There is a good reason people say that revenge is best served cold. If you do things in a hurry, you're actually leaving yourself vulnerable, because you do not think it through. Preparation is the key and I know that it can be annoying, as thinking and planning can be a slow process, but it is much better than putting yourself in an even bigger mess. I don't know.. it seems to me like you do not feel comfortable in this situation, yet you're looking for excuses not to face it and deal with the problem. Being avoidant is not a good thing, as you let people walk all over you and put you in uncomfortable and awkward positions. You don't necessarily have to confront him per say. You can sit down with him and ask him what does he thing about your 'friendship'. How well does he think he knows you. Things like this will make him actually stop for a moment and think about what this thing is, as well as wonder about the reasons for you asking, which can lead to him realizing, he has put you in a rather weird position. What do you think?

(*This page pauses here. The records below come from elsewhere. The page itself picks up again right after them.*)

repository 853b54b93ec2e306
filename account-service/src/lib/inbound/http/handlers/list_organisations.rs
use axum::extract::State;
use axum::http::StatusCode;
use serde::Serialize;

use super::ApiError;
use super::ApiSuccess;
use super::OrganisationData;
use crate::domain::organisation::ports::OrganisationServicePort;
use crate::inbound::http::middleware::AuthenticatedUser;
use crate::inbound::http::router::AppState;

/// Organisations the caller belongs to.
pub async fn list_organisations(
    State(state): State<AppState>,
    caller: AuthenticatedUser,
) -> Result<ApiSuccess<ListOrganisationsResponseData>, ApiError> {
    let organisations = state
        .organisation_service
        .list_organisations(&caller.user_id)
        .await?;

    Ok(ApiSuccess::new(
        StatusCode::OK,
        "Organisations retrieved successfully",
        ListOrganisationsResponseData {
            organisations: organisations.iter().map(OrganisationData::from).collect(),
        },
    ))
}

#[derive(Debug, Clone, PartialEq, Eq, Serialize)]
pub struct ListOrganisationsResponseData {
    pub organisations: Vec<OrganisationData>,
}
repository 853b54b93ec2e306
pub mod repositories;
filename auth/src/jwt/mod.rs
pub mod claims;
pub mod errors;
pub mod service;

pub use claims::Claims;
pub use errors::TokenError;
pub use service::TokenService;
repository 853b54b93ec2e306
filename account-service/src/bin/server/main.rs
use std::sync::Arc;

use account_service::config::Config;
use account_service::domain::organisation::service::OrganisationService;
use account_service::domain::user::service::UserService;
use account_service::inbound::http::router::create_router;
use account_service::outbound::repositories::PostgresOrganisationRepository;
use account_service::outbound::repositories::PostgresUserRepository;
use auth::Authenticator;
use auth::PasswordHasher;
use sqlx::postgres::PgPoolOptions;
use tracing_subscriber::layer::SubscriberExt;
use tracing_subscriber::util::SubscriberInitExt;

#[tokio::main]
async fn main() -> Result<(), anyhow::Error> {
    tracing_subscriber::registry()
        .with(
            tracing_subscriber::EnvFilter::try_from_default_env()
                .unwrap_or_else(|_| "account_service=debug,tower_http=debug".into()),
        )
        .with(tracing_subscriber::fmt::layer())
        .init();

    tracing::info!(
        service = "account-service",
        version = env!("CARGO_PKG_VERSION"),
        "Service starting"
    );

    let config = Config::load()?;

    // The database url and signing secret are deliberately not logged
    tracing::info!(
        http_port = config.server.http_port,
        max_connections = config.database.max_connections,
        token_ttl_hours = config.jwt.expiration_hours,
        "Configuration loaded"
    );

    let pg_pool = PgPoolOptions::new()
        .max_connections(config.database.max_connections)
        .connect(&config.database.url)
        .await?;
    tracing::info!(
        max_connections = config.database.max_connections,
        database = "postgresql",
        "Database connection pool created"
    );

    sqlx::migrate!("./migrations").run(&pg_pool).await?;
    tracing::info!(database = "postgresql", "Database migrations completed");

    let password_hasher = PasswordHasher::with_work_factor(
        config.password.memory_cost_kib,
        config.password.time_cost,
        config.password.parallelism,
    )?;
    let authenticator = Arc::new(Authenticator::with_hasher(
        password_hasher,
        config.jwt.secret.as_bytes(),
        chrono::Duration::hours(config.jwt.expiration_hours),
    ));

    let user_repository = Arc::new(PostgresUserRepository::new(pg_pool.clone()));
    let organisation_repository = Arc::new(PostgresOrganisationRepository::new(pg_pool));

    let user_service = Arc::new(UserService::new(
        Arc::clone(&user_repository),
        Arc::clone(&authenticator),
    ));
    let organisation_service = Arc::new(OrganisationService::new(
        organisation_repository,
        user_repository,
    ));

    let http_address = format!("0.0.0.0:{}", config.server.http_port);
    let http_listener = tokio::net::TcpListener::bind(&http_address).await?;
    tracing::info!(
        address = %http_address,
        port = config.server.http_port,
        protocol = "http",
        "Http server listening"
    );

    let http_application = create_router(user_service, organisation_service, authenticator);

    if let Err(e) = axum::serve(http_listener, http_application).await {
        tracing::error!(error = %e, "Server error");
        return Err(e.into());
    }

    tracing::info!("Server exited successfully");
    Ok(())
}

Why do you think you're being unfair to him? Sounds like you're looking for an excuse to turn it around and blame it on yourself, just so you don't really have to tell him how you actually feel and that maybe it would be best if you took a break from each other to get some perspective. Misery is something some people complain about but don't do anything about it, as they are actually afraid that they may succeed and as a result will be put in a new position and therefore facing new challenges. But change is good. Staying in a situation when someone is not supportive and you have to look for excuses to justify them is not. You're the one who is taking emotional hit in this situation.

I hope it helps a little. :)

Drop me a message if you'd like to talk about it.
LostNtheworld · 26-30, F
@ordinaryMe I'm absolutely following you. You give excellent advice!

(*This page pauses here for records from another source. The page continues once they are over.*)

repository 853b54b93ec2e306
use thiserror::Error;

/// Error type for password operations.
#[derive(Debug, Clone, Error, PartialEq, Eq)]
pub enum PasswordError {
    #[error("Password hashing failed: {0}")]
    HashingFailed(String),

    #[error("Stored password hash is invalid: {0}")]
    InvalidHash(String),

    #[error("Invalid hashing parameters: {0}")]
    InvalidParameters(String),
}
use thiserror::Error;

use crate::domain::organisation::models::OrganisationId;
use crate::domain::user::errors::UserError;
use crate::domain::user::models::UserId;

/// Error type for OrganisationId parsing failures
#[derive(Debug, Clone, Error, PartialEq, Eq)]
pub enum OrganisationIdError {
    #[error("Invalid UUID format: {0}")]
    InvalidFormat(String),
}

/// Error type for OrganisationName validation failures
#[derive(Debug, Clone, Error, PartialEq, Eq)]
pub enum OrganisationNameError {
    #[error("name is required")]
    Empty,

    #[error("name too long: maximum {max} characters, got {actual}")]
    TooLong { max: usize, actual: usize },
}

/// Top-level error type for all organisation-related operations
#[derive(Debug, Clone, Error)]
pub enum OrganisationError {
    #[error("Invalid organisation ID: {0}")]
    InvalidOrganisationId(#[from] OrganisationIdError),

    #[error("Invalid organisation name: {0}")]
    InvalidOrganisationName(#[from] OrganisationNameError),

    #[error("Organisation not found: {0}")]
    NotFound(OrganisationId),

    #[error("User not found: {0}")]
    UserNotFound(UserId),

    #[error("Organisation ID already exists: {0}")]
    OrganisationIdAlreadyExists(OrganisationId),

    // Infrastructure errors
    #[error("Database error: {0}")]
    DatabaseError(String),

    #[error("Unknown error: {0}")]
    Unknown(String),
}

impl From<UserError> for OrganisationError {
    fn from(err: UserError) -> Self {
        match err {
            UserError::DatabaseError(msg) => OrganisationError::DatabaseError(msg),
            other => OrganisationError::Unknown(other.to_string()),
        }
    }
}
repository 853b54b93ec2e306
use std::env;

use auth::TokenService;
use config::Config as ConfigBuilder;
use config::ConfigError;
use config::Environment;
use config::File;
use serde::Deserialize;

/// Application configuration for account-service.
///
/// Loaded from configuration files with environment variable overrides.
#[derive(Debug, Deserialize, Clone)]
pub struct Config {
    pub database: DatabaseConfig,
    pub server: ServerConfig,
    pub jwt: JwtConfig,
    #[serde(default)]
    pub password: PasswordConfig,
}

/// PostgreSQL database configuration.
#[derive(Debug, Deserialize, Clone)]
pub struct DatabaseConfig {
    pub url: String,
    #[serde(default = "default_max_connections")]
    pub max_connections: u32,
}

/// HTTP server configuration.
#[derive(Debug, Deserialize, Clone)]
pub struct ServerConfig {
    pub http_port: u16,
}

/// Token signing configuration.
#[derive(Debug, Deserialize, Clone)]
pub struct JwtConfig {
    pub secret: String,
    #[serde(default = "default_expiration_hours")]
    pub expiration_hours: i64,
}

/// Argon2 work factor.
#[derive(Debug, Deserialize, Clone, PartialEq, Eq)]
pub struct PasswordConfig {
    pub memory_cost_kib: u32,
    pub time_cost: u32,
    pub parallelism: u32,
}

impl Default for PasswordConfig {
    fn default() -> Self {
        Self {
            memory_cost_kib: 19 * 1024,
            time_cost: 2,
            parallelism: 1,
        }
    }
}

fn default_max_connections() -> u32 {
    5
}

fn default_expiration_hours() -> i64 {
    TokenService::DEFAULT_TTL_HOURS
}

/// Longest accepted token lifetime: one year.
pub const MAX_EXPIRATION_HOURS: i64 = 24 * 365;

impl Config {
    /// Load configuration from files with environment variable overrides
    ///
    /// Priority (highest to lowest):
    /// 1. Environment variables (DATABASE__URL, JWT__SECRET, SERVER__HTTP_PORT, etc.)
    /// 2. Environment-specific config file (config/{environment}.toml)
    /// 3. Default config file (config/default.toml)
    pub fn load() -> Result<Self, ConfigError> {
        let run_mode = env::var("RUN_MODE").unwrap_or_else(|_| "development".to_string());

        let configuration = ConfigBuilder::builder()
            .add_source(File::with_name("config/default").required(false))
            .add_source(File::with_name(&format!("config/{}", run_mode)).required(false))
            // DATABASE__URL=postgres://... overrides database.url
            .add_source(
                Environment::default()
                    .separator("__")
                    .try_parsing(true),
            )
            .build()?;

        let config: Config = configuration.try_deserialize()?;
        config.validate()?;

        Ok(config)
    }

    /// Reject configurations the service cannot run safely with.
    pub fn validate(&self) -> Result<(), ConfigError> {
        if self.jwt.secret.trim().is_empty() {
            return Err(ConfigError::Message("jwt.secret must not be empty".to_string()));
        }

        if self.jwt.expiration_hours <= 0 || self.jwt.expiration_hours > MAX_EXPIRATION_HOURS {
            return Err(ConfigError::Message(format!(
                "jwt.expiration_hours must be between 1 and {}, got {}",
                MAX_EXPIRATION_HOURS, self.jwt.expiration_hours
            )));
        }

        if self.jwt.secret.len() < 32 {
            tracing::warn!(
                length = self.jwt.secret.len(),
                "jwt.secret is shorter than 32 bytes; use a longer secret for HS256"
            );
        }

        Ok(())
    }
}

You know, I think that's fair. I need to sit him down and ask him. I shouldn't try to eviscerate him on spot, huh? Okay, if he brings up being my friend, I think that's a natural time to bring this up! Awesome! I definitely want to be as open and clear as possible. Of course, he's my coworker, so I can't be too up front, yet.


As for my BF. I've really thought about it. I've been feeling so low. I texted him (I thought he had already left to go back to his dorm where we can talk freely), but he was still home. I simply told him I felt horrible and I wanted to talk. He was there in 5 minutes... I definitely don't want to make excuses for him (I'm okay with being single), but I might have unfairly portrayed him in my messages. Either way, I'll be watching closely these next few months. I told him I'll need him especially, and if he fails me, I'm better off alone. Who needs someone who can't support them when they need that person the most?
ordinaryMe · 31-35, F
Thank you, it's really kind of you to say :)

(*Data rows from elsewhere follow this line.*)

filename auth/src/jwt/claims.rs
use chrono::DateTime;
use chrono::Duration;
use chrono::Utc;
use serde::Deserialize;
use serde::Serialize;

use super::errors::TokenError;

/// Identity token payload.
///
/// Only the registered claims this service relies on are carried:
/// the subject (an opaque user identifier), issue time and expiry.
#[derive(Debug, Clone, Serialize, Deserialize, PartialEq, Eq)]
pub struct Claims {
    /// Subject (user identifier)
    pub sub: String,

    /// Issued at (Unix timestamp)
    pub iat: i64,

    /// Expiration time (Unix timestamp)
    pub exp: i64,
}

impl Claims {
    /// Create claims for a subject issued at `now` and valid for `ttl`.
    ///
    /// # Arguments
    /// * `subject` - Opaque user identifier
    /// * `now` - Issue instant
    /// * `ttl` - Lifetime of the token
    ///
    /// # Errors
    /// * `SigningFailed` - `now + ttl` is outside the representable range
    pub fn new(
        subject: impl ToString,
        now: DateTime<Utc>,
        ttl: Duration,
    ) -> Result<Self, TokenError> {
        let expires_at = now.checked_add_signed(ttl).ok_or_else(|| {
            TokenError::SigningFailed(format!("token lifetime out of range: {}", ttl))
        })?;

        Ok(Self {
            sub: subject.to_string(),
            iat: now.timestamp(),
            exp: expires_at.timestamp(),
        })
    }

    /// Check if the token is expired at `current_timestamp`.
    ///
    /// A token is valid strictly before its `exp` instant.
    pub fn is_expired(&self, current_timestamp: i64) -> bool {
        self.exp <= current_timestamp
    }
}

#[cfg(test)]
mod tests {
    use super::*;

    #[test]
    fn test_new_claims() {
        let now = Utc::now();
        let claims = Claims::new("user123", now, Duration::hours(24)).unwrap();

        assert_eq!(claims.sub, "user123");
        assert_eq!(claims.iat, now.timestamp());
        assert_eq!(claims.exp - claims.iat, 24 * 60 * 60);
    }

    #[test]
    fn test_out_of_range_lifetime_is_an_error() {
        let result = Claims::new("user123", Utc::now(), Duration::hours(100_000_000_000));

        assert!(matches!(result, Err(TokenError::SigningFailed(_))));
    }

    #[test]
    fn test_is_expired() {
        let claims = Claims {
            sub: "user123".to_string(),
            iat: 0,
            exp: 1000,
        };

        assert!(!claims.is_expired(999));
        assert!(claims.is_expired(1000)); // exp is exclusive
        assert!(claims.is_expired(1001));
    }
}
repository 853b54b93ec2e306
use thiserror::Error;

/// Error for UserId parsing failures
#[derive(Debug, Clone, Error, PartialEq, Eq)]
pub enum UserIdError {
    #[error("Invalid UUID format: {0}")]
    InvalidFormat(String),
}

/// Error for first/last name validation failures
#[derive(Debug, Clone, Error, PartialEq, Eq)]
pub enum NameError {
    #[error("{field} is required")]
    Missing { field: &'static str },

    #[error("{field} too long: maximum {max} characters, got {actual}")]
    TooLong {
        field: &'static str,
        max: usize,
        actual: usize,
    },
}

/// Error for EmailAddress validation failures
#[derive(Debug, Clone, Error, PartialEq, Eq)]
pub enum EmailError {
    #[error("email is required")]
    Missing,

    #[error("Invalid email format: {0}")]
    InvalidFormat(String),
}

/// Error for phone number validation failures
#[derive(Debug, Clone, Error, PartialEq, Eq)]
pub enum PhoneError {
    #[error("phone must not be blank")]
    Empty,

    #[error("phone too long: maximum {max} characters, got {actual}")]
    TooLong { max: usize, actual: usize },
}

/// Error for password input validation failures
#[derive(Debug, Clone, Error, PartialEq, Eq)]
pub enum PasswordInputError {
    #[error("password is required")]
    Missing,

    #[error("password too long: maximum {max} bytes")]
    TooLong { max: usize },
}

/// Top-level error for all user-related operations
#[derive(Debug, Clone, Error)]
pub enum UserError {
    // Value object validation errors (automatically converted via #[from])
    #[error("Invalid user ID: {0}")]
    InvalidUserId(#[from] UserIdError),

    #[error("Invalid name: {0}")]
    InvalidName(#[from] NameError),

    #[error("Invalid email: {0}")]
    InvalidEmail(#[from] EmailError),

    #[error("Invalid password: {0}")]
    InvalidPassword(#[from] PasswordInputError),

    #[error("Invalid phone: {0}")]
    InvalidPhone(#[from] PhoneError),

    // Domain-level errors
    #[error("User not found: {0}")]
    NotFound(String),

    #[error("Email already exists: {0}")]
    EmailAlreadyExists(String),

    #[error("User ID already exists: {0}")]
    UserIdAlreadyExists(String),

    #[error("Invalid email or password")]
    InvalidCredentials,

    // Infrastructure errors
    #[error("Credential error: {0}")]
    Credential(#[from] auth::PasswordError),

    #[error("Token error: {0}")]
    Token(#[from] auth::TokenError),

    #[error("Database error: {0}")]
    DatabaseError(String),

    #[error("Unknown error: {0}")]
    Unknown(String),
}

impl From<auth::AuthenticationError> for UserError {
    fn from(err: auth::AuthenticationError) -> Self {
        match err {
            auth::AuthenticationError::InvalidCredentials => UserError::InvalidCredentials,
            auth::AuthenticationError::Password(e) => UserError::Credential(e),
            auth::AuthenticationError::Token(e) => UserError::Token(e),
        }
    }
}
use axum::extract::rejection::JsonRejection;
use axum::extract::FromRequest;
use axum::http::StatusCode;
use axum::response::IntoResponse;
use axum::response::Response;
use axum::Json;
use serde::Serialize;

use crate::domain::organisation::errors::OrganisationError;
use crate::domain::organisation::models::Organisation;
use crate::domain::user::models::User;
use crate::domain::user::models::UserSession;
use crate::user::errors::UserError;

pub mod add_member;
pub mod create_organisation;
pub mod get_organisation;
pub mod get_user;
pub mod list_organisations;
pub mod login;
pub mod register;

/// Message returned for every authentication failure on protected routes.
pub const UNAUTHORIZED_MESSAGE: &str = "Authentication required";

const INTERNAL_ERROR_MESSAGE: &str = "Internal server error";

#[derive(Debug, Clone)]
pub struct ApiSuccess<T: Serialize + PartialEq>(StatusCode, Json<ApiResponseBody<T>>);

impl<T> PartialEq for ApiSuccess<T>
where
    T: Serialize + PartialEq,
{
    fn eq(&self, other: &Self) -> bool {
        self.0 == other.0 && self.1 .0 == other.1 .0
    }
}

impl<T: Serialize + PartialEq> ApiSuccess<T> {
    pub fn new(status: StatusCode, message: &str, data: T) -> Self {
        ApiSuccess(status, Json(ApiResponseBody::new(message, Some(data))))
    }
}

impl ApiSuccess<()> {
    pub fn without_data(status: StatusCode, message: &str) -> Self {
        ApiSuccess(status, Json(ApiResponseBody::new(message, None)))
    }
}

impl<T: Serialize + PartialEq> IntoResponse for ApiSuccess<T> {
    fn into_response(self) -> Response {
        (self.0, self.1).into_response()
    }
}

#[derive(Debug, Clone, PartialEq, Eq)]
pub enum ApiError {
    InternalServerError(String),
    UnprocessableEntity(String),
    NotFound(String),
    Conflict(String),
    Unauthorized(String),
}

impl ApiError {
    pub fn status(&self) -> StatusCode {
        match self {
            ApiError::InternalServerError(_) => StatusCode::INTERNAL_SERVER_ERROR,
            ApiError::UnprocessableEntity(_) => StatusCode::UNPROCESSABLE_ENTITY,
            ApiError::NotFound(_) => StatusCode::NOT_FOUND,
            ApiError::Conflict(_) => StatusCode::CONFLICT,
            ApiError::Unauthorized(_) => StatusCode::UNAUTHORIZED,
        }
    }

    pub fn unauthorized() -> Self {
        ApiError::Unauthorized(UNAUTHORIZED_MESSAGE.to_string())
    }
}

impl IntoResponse for ApiError {
    fn into_response(self) -> Response {
        let status = self.status();
        let message = match self {
            ApiError::InternalServerError(detail) => {
                // Details stay in the logs
                tracing::error!(error = %detail, "Request failed with internal error");
                INTERNAL_ERROR_MESSAGE.to_string()
            }
            ApiError::UnprocessableEntity(msg)
            | ApiError::NotFound(msg)
            | ApiError::Conflict(msg)
            | ApiError::Unauthorized(msg) => msg,
        };

        (status, Json(ApiErrorBody::new(status, message))).into_response()
    }
}

/// JSON request body. Malformed or mistyped bodies are rejected with a 422
/// in the standard error envelope.
#[derive(Debug, FromRequest)]
#[from_request(via(Json), rejection(ApiError))]
pub struct JsonBody<T>(pub T);

impl From<JsonRejection> for ApiError {
    fn from(rejection: JsonRejection) -> Self {
        ApiError::UnprocessableEntity(rejection.body_text())
    }
}

impl From<UserError> for ApiError {
    fn from(err: UserError) -> Self {
        match err {
            UserError::InvalidName(_)
            | UserError::InvalidEmail(_)
            | UserError::InvalidPassword(_)
            | UserError::InvalidPhone(_) => ApiError::UnprocessableEntity(err.to_string()),
            UserError::InvalidCredentials => ApiError::Unauthorized(err.to_string()),
            UserError::NotFound(_) | UserError::InvalidUserId(_) => {
                ApiError::NotFound("User not found".to_string())
            }
            UserError::EmailAlreadyExists(_) | UserError::UserIdAlreadyExists(_) => {
                ApiError::Conflict(err.to_string())
            }
            UserError::Credential(_)
            | UserError::Token(_)
            | UserError::DatabaseError(_)
            | UserError::Unknown(_) => ApiError::InternalServerError(err.to_string()),
        }
    }
}

impl From<OrganisationError> for ApiError {
    fn from(err: OrganisationError) -> Self {
        match err {
            OrganisationError::InvalidOrganisationName(_) => {
                ApiError::UnprocessableEntity(err.to_string())
            }
            OrganisationError::NotFound(_) | OrganisationError::InvalidOrganisationId(_) => {
                ApiError::NotFound("Organisation not found".to_string())
            }
            OrganisationError::UserNotFound(_) => ApiError::NotFound("User not found".to_string()),
            OrganisationError::OrganisationIdAlreadyExists(_) => {
                ApiError::Conflict(err.to_string())
            }
            OrganisationError::DatabaseError(_) | OrganisationError::Unknown(_) => {
                ApiError::InternalServerError(err.to_string())
            }
        }
    }
}

#[derive(Debug, Clone, PartialEq, Eq, Serialize)]
pub struct ApiResponseBody<T: Serialize + PartialEq> {
    status: &'static str,
    message: String,
    #[serde(skip_serializing_if = "Option::is_none")]
    data: Option<T>,
}

impl<T: Serialize + PartialEq> ApiResponseBody<T> {
    pub fn new(message: &str, data: Option<T>) -> Self {
        Self {
            status: "success",
            message: message.to_string(),
            data,
        }
    }
}

#[derive(Debug, Clone, PartialEq, Eq, Serialize)]
#[serde(rename_all = "camelCase")]
pub struct ApiErrorBody {
    status: &'static str,
    message: String,
    status_code: u16,
}

impl ApiErrorBody {
    pub fn new(status_code: StatusCode, message: String) -> Self {
        Self {
            status: "error",
            message,
            status_code: status_code.as_u16(),
        }
    }
}

/// Public view of a user. Never includes the password hash.
#[derive(Debug, Clone, PartialEq, Eq, Serialize)]
#[serde(rename_all = "camelCase")]
pub struct UserData {
    pub user_id: String,
    pub first_name: String,
    pub last_name: String,
    pub email: String,
    pub phone: Option<String>,
}

impl From<&User> for UserData {
    fn from(user: &User) -> Self {
        Self {
            user_id: user.id.to_string(),
            first_name: user.first_name.as_str().to_string(),
            last_name: user.last_name.as_str().to_string(),
            email: user.email.as_str().to_string(),
            phone: user.phone.as_ref().map(|p| p.as_str().to_string()),
        }
    }
}

#[derive(Debug, Clone, PartialEq, Eq, Serialize)]
#[serde(rename_all = "camelCase")]
pub struct SessionData {
    pub access_token: String,
    pub user: UserData,
}

impl From<&UserSession> for SessionData {
    fn from(session: &UserSession) -> Self {
        Self {
            access_token: session.access_token.clone(),
            user: (&session.user).into(),
        }
    }
}

#[derive(Debug, Clone, PartialEq, Eq, Serialize)]
#[serde(rename_all = "camelCase")]
pub struct OrganisationData {
    pub org_id: String,
    pub name: String,
    pub description: String,
}

impl From<&Organisation> for OrganisationData {
    fn from(organisation: &Organisation) -> Self {
        Self {
            org_id: organisation.id.to_string(),
            name: organisation.name.as_str().to_string(),
            description: organisation.description.clone(),
        }
    }
}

Yes, I think it would come out natural under these circumstances, it wouldn't make him feel like you were trying to push the conversation in. As I said, just make sure you have something prepared, so your emotions do not take over.

That sounds like a reasonable thing to do. Now that you have communicated your needs, see if he comes through. If he does, I'm happy for you two but if he does not, make sure you focus on your own happiness rather than trying to keep someone just for the sake of keeping them.